---------- Recorded information

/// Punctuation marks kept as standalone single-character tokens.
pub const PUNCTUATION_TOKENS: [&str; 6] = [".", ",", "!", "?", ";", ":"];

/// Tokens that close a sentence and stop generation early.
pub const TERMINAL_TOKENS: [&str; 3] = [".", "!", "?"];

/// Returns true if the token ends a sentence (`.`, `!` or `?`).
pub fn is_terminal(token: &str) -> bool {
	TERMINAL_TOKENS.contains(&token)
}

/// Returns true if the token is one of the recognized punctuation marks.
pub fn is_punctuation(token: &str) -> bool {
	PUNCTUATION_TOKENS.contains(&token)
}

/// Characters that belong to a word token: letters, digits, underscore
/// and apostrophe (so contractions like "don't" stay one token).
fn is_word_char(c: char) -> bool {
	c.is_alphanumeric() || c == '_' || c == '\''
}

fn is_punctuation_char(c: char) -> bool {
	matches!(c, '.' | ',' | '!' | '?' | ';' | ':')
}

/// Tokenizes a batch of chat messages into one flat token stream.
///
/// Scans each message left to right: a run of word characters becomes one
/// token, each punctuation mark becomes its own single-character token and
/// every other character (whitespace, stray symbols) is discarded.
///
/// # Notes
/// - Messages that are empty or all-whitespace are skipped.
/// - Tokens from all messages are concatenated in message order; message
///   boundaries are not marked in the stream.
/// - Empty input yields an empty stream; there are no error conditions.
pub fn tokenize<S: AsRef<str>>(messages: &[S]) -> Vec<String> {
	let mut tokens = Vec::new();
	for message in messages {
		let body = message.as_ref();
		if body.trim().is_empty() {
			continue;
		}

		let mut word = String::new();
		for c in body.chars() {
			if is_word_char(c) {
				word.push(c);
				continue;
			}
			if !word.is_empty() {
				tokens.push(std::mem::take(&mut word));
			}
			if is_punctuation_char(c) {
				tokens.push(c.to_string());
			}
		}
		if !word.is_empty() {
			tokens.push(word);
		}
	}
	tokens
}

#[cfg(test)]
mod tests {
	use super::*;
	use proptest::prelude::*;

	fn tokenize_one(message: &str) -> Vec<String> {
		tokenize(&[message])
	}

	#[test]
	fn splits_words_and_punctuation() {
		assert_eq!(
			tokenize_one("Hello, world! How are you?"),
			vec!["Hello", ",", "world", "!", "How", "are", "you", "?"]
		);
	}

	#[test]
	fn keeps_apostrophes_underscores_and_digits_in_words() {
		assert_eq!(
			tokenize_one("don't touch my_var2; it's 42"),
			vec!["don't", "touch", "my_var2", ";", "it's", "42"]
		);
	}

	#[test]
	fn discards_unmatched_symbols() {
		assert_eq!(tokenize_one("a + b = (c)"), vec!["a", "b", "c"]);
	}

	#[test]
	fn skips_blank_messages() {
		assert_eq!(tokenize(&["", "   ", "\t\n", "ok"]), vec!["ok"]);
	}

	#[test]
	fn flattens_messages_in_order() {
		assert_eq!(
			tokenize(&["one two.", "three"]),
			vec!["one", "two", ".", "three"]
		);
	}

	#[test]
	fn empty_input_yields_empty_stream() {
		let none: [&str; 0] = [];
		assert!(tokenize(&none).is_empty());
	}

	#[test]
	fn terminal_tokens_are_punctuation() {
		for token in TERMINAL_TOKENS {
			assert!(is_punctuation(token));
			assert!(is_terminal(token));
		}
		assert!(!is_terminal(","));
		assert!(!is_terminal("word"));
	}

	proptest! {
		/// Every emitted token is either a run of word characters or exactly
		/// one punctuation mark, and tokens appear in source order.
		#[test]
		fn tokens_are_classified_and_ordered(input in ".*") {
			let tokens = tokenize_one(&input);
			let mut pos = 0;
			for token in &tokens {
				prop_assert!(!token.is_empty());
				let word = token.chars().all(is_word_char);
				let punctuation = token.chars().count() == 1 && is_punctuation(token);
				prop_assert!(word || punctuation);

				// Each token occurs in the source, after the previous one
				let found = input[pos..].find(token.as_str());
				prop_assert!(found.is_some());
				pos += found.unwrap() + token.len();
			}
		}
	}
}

--------------------

What the task requires: Write down, word for word, the lines above from the one containing "all-whitespace are skipped." through the one containing "no error conditions.", both ends included.

Final answer:
/// - Messages that are empty or all-whitespace are skipped.
/// - Tokens from all messages are concatenated in message order; message
///   boundaries are not marked in the stream.
/// - Empty input yields an empty stream; there are no error conditions.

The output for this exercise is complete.